=== INSTRUCTIONS TO FOLLOW ===
Please take the lines from the one holding "reading the ledger." through the one holding "use crate::io::rest::mappers::TransactionMapper;" in the data below and copy them exactly.

=== SUPPLIED INFORMATION ===
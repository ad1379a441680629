//! # REST API for Transactions
//!
//! Endpoints for logging transactions and reading the ledger.

use axum::{
    extract::{Query, State},
    http::StatusCode,
    response::{IntoResponse, Json},
    routing::get,
    Router,
};
use serde::Deserialize;
use shared::CreateTransactionRequest;
use tracing::info;

use crate::domain::errors::{BudgetError, BudgetResult};
use crate::domain::models::period::LedgerPeriod;
use crate::io::rest::error_response;
use crate::io::rest::mappers::TransactionMapper;
use crate::AppState;

/// Create a router for transaction related APIs
pub fn router() -> Router<AppState> {
    Router::new()
        .route("/", get(list_transactions).post(create_transaction))
        .route("/recent", get(recent_transactions))
        .route("/summary", get(category_summary))
}

#[derive(Debug, Deserialize)]
pub struct PeriodQuery {
    /// YYYY-MM, current month when absent
    pub period: Option<String>,
}

impl PeriodQuery {
    fn ledger_period(&self) -> BudgetResult<Option<LedgerPeriod>> {
        self.period
            .as_deref()
            .map(str::parse::<LedgerPeriod>)
            .transpose()
            .map_err(BudgetError::from)
    }
}

#[derive(Debug, Deserialize)]
pub struct RecentQuery {
    pub limit: Option<u32>,
}

/// List one ledger period in chronological order
pub async fn list_transactions(
    State(state): State<AppState>,
    Query(query): Query<PeriodQuery>,
) -> impl IntoResponse {
    info!("GET /api/transactions - query: {:?}", query);

    let result = match query.ledger_period() {
        Ok(period) => state.transaction_service.list_transactions(period).await,
        Err(e) => Err(e),
    };

    match result {
        Ok(result) => (StatusCode::OK, Json(TransactionMapper::to_list_response(result))).into_response(),
        Err(e) => error_response("list transactions", e),
    }
}

/// Newest transactions across all periods
pub async fn recent_transactions(
    State(state): State<AppState>,
    Query(query): Query<RecentQuery>,
) -> impl IntoResponse {
    info!("GET /api/transactions/recent - query: {:?}", query);

    match state.transaction_service.recent_transactions(query.limit).await {
        Ok(result) => (StatusCode::OK, Json(TransactionMapper::to_list_response(result))).into_response(),
        Err(e) => error_response("list recent transactions", e),
    }
}

/// Per-category totals for one ledger period
pub async fn category_summary(
    State(state): State<AppState>,
    Query(query): Query<PeriodQuery>,
) -> impl IntoResponse {
    info!("GET /api/transactions/summary - query: {:?}", query);

    let result = match query.ledger_period() {
        Ok(period) => state.transaction_service.category_summary(period).await,
        Err(e) => Err(e),
    };

    match result {
        Ok(summary) => (StatusCode::OK, Json(TransactionMapper::to_summary_response(summary))).into_response(),
        Err(e) => error_response("summarise transactions", e),
    }
}

/// Log a new transaction
pub async fn create_transaction(
    State(state): State<AppState>,
    Json(request): Json<CreateTransactionRequest>,
) -> impl IntoResponse {
    info!("POST /api/transactions - request: {:?}", request);

    let command = TransactionMapper::to_log_command(request);
    match state.transaction_service.record_transaction(command).await {
        Ok(result) => (
            StatusCode::CREATED,
            Json(TransactionMapper::to_dto(result.transaction)),
        )
            .into_response(),
        Err(e) => error_response("record a transaction", e),
    }
}
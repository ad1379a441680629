use anyhow::{Context, Result};
use std::fs;
use std::path::{Path, PathBuf};
use tracing::{debug, info};

use super::budget_repository::BudgetRepository;
use super::ledger_repository::LedgerRepository;
use crate::domain::models::period::LedgerPeriod;
use crate::storage::traits::Connection;

pub const LEDGER_HEADER: [&str; 7] = [
    "id",
    "date",
    "item",
    "amount",
    "category",
    "type",
    "recorded_at",
];

/// CsvConnection owns the data directory layout and makes sure ledger files exist
#[derive(Debug, Clone)]
pub struct CsvConnection {
    base_directory: PathBuf,
}

impl CsvConnection {
    /// Create a new CSV connection rooted at `base_directory`, creating it if needed
    pub fn new<P: AsRef<Path>>(base_directory: P) -> Result<Self> {
        let base_path = base_directory.as_ref().to_path_buf();
        let ledger_dir = base_path.join("ledgers");

        if !ledger_dir.exists() {
            fs::create_dir_all(&ledger_dir).with_context(|| {
                format!("Failed to create ledger directory {}", ledger_dir.display())
            })?;
            info!("Created ledger directory: {}", ledger_dir.display());
        }

        Ok(Self {
            base_directory: base_path,
        })
    }

    pub fn base_directory(&self) -> &Path {
        &self.base_directory
    }

    pub fn ledger_directory(&self) -> PathBuf {
        self.base_directory.join("ledgers")
    }

    pub fn ledger_file_path(&self, period: LedgerPeriod) -> PathBuf {
        self.ledger_directory().join(format!("{}.csv", period))
    }

    pub fn budget_file_path(&self) -> PathBuf {
        self.base_directory.join("budget.yaml")
    }

    /// Create the bucket file with its header row if it does not exist yet
    pub fn ensure_ledger_file_exists(&self, period: LedgerPeriod) -> Result<()> {
        let file_path = self.ledger_file_path(period);
        if file_path.exists() {
            return Ok(());
        }

        fs::create_dir_all(self.ledger_directory())?;
        let mut writer = csv::Writer::from_path(&file_path)
            .with_context(|| format!("Failed to create ledger file {}", file_path.display()))?;
        writer.write_record(LEDGER_HEADER)?;
        writer.flush()?;

        debug!("Created ledger file for {}: {}", period, file_path.display());
        Ok(())
    }
}

impl Connection for CsvConnection {
    type LedgerRepository = LedgerRepository;
    type BudgetRepository = BudgetRepository;

    fn create_ledger_repository(&self) -> Self::LedgerRepository {
        LedgerRepository::new(self.clone())
    }

    fn create_budget_repository(&self) -> Self::BudgetRepository {
        BudgetRepository::new(self.clone())
    }
}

=== RESULT ===
//! Endpoints for logging transactions and reading the ledger.

use axum::{
    extract::{Query, State},
    http::StatusCode,
    response::{IntoResponse, Json},
    routing::get,
    Router,
};
use serde::Deserialize;
use shared::CreateTransactionRequest;
use tracing::info;

use crate::domain::errors::{BudgetError, BudgetResult};
use crate::domain::models::period::LedgerPeriod;
use crate::io::rest::error_response;
use crate::io::rest::mappers::TransactionMapper;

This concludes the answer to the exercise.